Emerson screamed. Not because he had been shot (Petharic, in fact, had missed) but because the sound of the gunfire startled him so. Emerson was about to fly into a tirade of retaliatory curses when the words caught in his throat. Before him, not more than ten feet away, Petharic began to gyrate in a grotesque choreography… arms flailing, body twisting at impossible angles… it was as if he were fighting off demonic possession. The night quite suddenly seemed to take on a sinister quality as a profound darkness fell upon them.
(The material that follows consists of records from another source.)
//! Engine error kinds.
//!
//! Every failure the engine can report is a named variant so callers and
//! tests can distinguish them; all are terminal for the invocation. The
//! empty-backlog case is not an error (see [`crate::engine::EngineOutcome`]).

use thiserror::Error;

pub type Result<T> = std::result::Result<T, EngineError>;

#[derive(Debug, Error)]
pub enum EngineError {
    /// Missing required input or an otherwise unusable configuration.
    #[error("configuration error: {0}")]
    Configuration(String),

    /// Required workspace directories are absent.
    #[error("missing workspace structure: {0}")]
    MissingWorkspaceStructure(String),

    /// The tracker tool could not be run, exited nonzero, or timed out.
    #[error("backlog unavailable: {0}")]
    BacklogUnavailable(String),

    /// The tracker tool emitted a line that is not a valid task record.
    #[error("backlog parse error: {0}")]
    BacklogParse(String),

    /// No plan section carries the bead marker for the chosen task.
    #[error("no plan section found for bead {task_id}")]
    PlanSectionNotFound { task_id: String },

    /// The issue body has no (non-empty) product specification section.
    #[error("issue body is missing a '### Product Specification' section")]
    MissingSpecification,

    /// The issue body has no (non-empty) proposed constitution update.
    #[error("issue body is missing a '### Proposed Constitution Update' section")]
    MissingGovernanceUpdate,

    /// Non-2xx response or transport failure from the session API.
    #[error("remote dispatch failed{}: {detail}", fmt_status(.status))]
    RemoteDispatch { status: Option<u16>, detail: String },

    /// The locally-invoked governance agent exited nonzero or timed out.
    #[error("local agent failed: {0}")]
    LocalAgent(String),

    /// Plumbing failures (file reads, template rendering) with context.
    #[error(transparent)]
    Other(#[from] anyhow::Error),
}

fn fmt_status(status: &Option<u16>) -> String {
    match status {
        Some(code) => format!(" (HTTP {code})"),
        None => String::new(),
    }
}
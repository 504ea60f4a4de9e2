//! Change notifications for the presentation layer
//!
//! The core never depends on what a listener does with a notification; it
//! only promises to send one whenever it changes a node or arc.

use super::types::{ArcData, NodeData};

/// Receives a call every time the core changes an entity.
///
/// Implementations usually schedule a re-render of the matching visual
/// element.
pub trait UpdateListener {
    /// A node's position, size, state or content changed
    fn node_updated(&self, node: &NodeData);

    /// An arc changed, or one of its endpoints moved
    fn arc_updated(&self, arc: &ArcData);

    /// A node left the graph
    fn node_removed(&self, _node: &NodeData) {}

    /// An arc left the graph
    fn arc_removed(&self, _arc: &ArcData) {}
}

/// Listener that ignores every notification
#[derive(Debug, Clone, Copy, Default)]
pub struct NoopListener;

impl UpdateListener for NoopListener {
    fn node_updated(&self, _node: &NodeData) {}

    fn arc_updated(&self, _arc: &ArcData) {}
}

/// Listener that records notified ids, for tests and headless callers
#[derive(Debug, Default)]
pub struct RecordingListener {
    events: std::cell::RefCell<Vec<UpdateEvent>>,
}

/// One recorded notification
#[derive(Debug, Clone, PartialEq, Eq)]
pub enum UpdateEvent {
    NodeUpdated(String),
    ArcUpdated(String),
    NodeRemoved(String),
    ArcRemoved(String),
}

impl RecordingListener {
    pub fn new() -> Self {
        Self::default()
    }

    /// Drain everything recorded so far
    pub fn take(&self) -> Vec<UpdateEvent> {
        std::mem::take(&mut *self.events.borrow_mut())
    }
}

impl UpdateListener for RecordingListener {
    fn node_updated(&self, node: &NodeData) {
        self.events
            .borrow_mut()
            .push(UpdateEvent::NodeUpdated(node.id().to_string()));
    }

    fn arc_updated(&self, arc: &ArcData) {
        self.events
            .borrow_mut()
            .push(UpdateEvent::ArcUpdated(arc.id().to_string()));
    }

    fn node_removed(&self, node: &NodeData) {
        self.events
            .borrow_mut()
            .push(UpdateEvent::NodeRemoved(node.id().to_string()));
    }

    fn arc_removed(&self, arc: &ArcData) {
        self.events
            .borrow_mut()
            .push(UpdateEvent::ArcRemoved(arc.id().to_string()));
    }
}

impl<L: UpdateListener + ?Sized> UpdateListener for std::rc::Rc<L> {
    fn node_updated(&self, node: &NodeData) {
        (**self).node_updated(node)
    }

    fn arc_updated(&self, arc: &ArcData) {
        (**self).arc_updated(arc)
    }

    fn node_removed(&self, node: &NodeData) {
        (**self).node_removed(node)
    }

    fn arc_removed(&self, arc: &ArcData) {
        (**self).arc_removed(arc)
    }
}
Horrified, yet ashamedly fascinated, Emerson watched from beneath the safety of his netting as a shadowy, undulating cloud filled the air, enveloping everything around them for hundreds of yards in all directions. It was a swarm of some form of tiny carnivorous fly… millions, perhaps billions, of them… filling the air with a high whiny buzz. Though miniscule in size, in such numbers the results were quite impressive: they left nothing but clothes, bones and hair in less than two minutes. A shiver ran down Emerson’s spine as he noticed (in what little light the coals of the fire pit were able to cast) that the cloud had taken on a most unsettling hue of pink… more pronounced directly above the remains, dissipating back to black the further out one looked. It was only a matter of moments before the cloud had departed as if being absorbed by jungle itself. In their wake, an eerie, unnatural calm settled upon the scene. Emerson, no longer in such a hurry to escape the confines of his cage settled in to await the rising sun.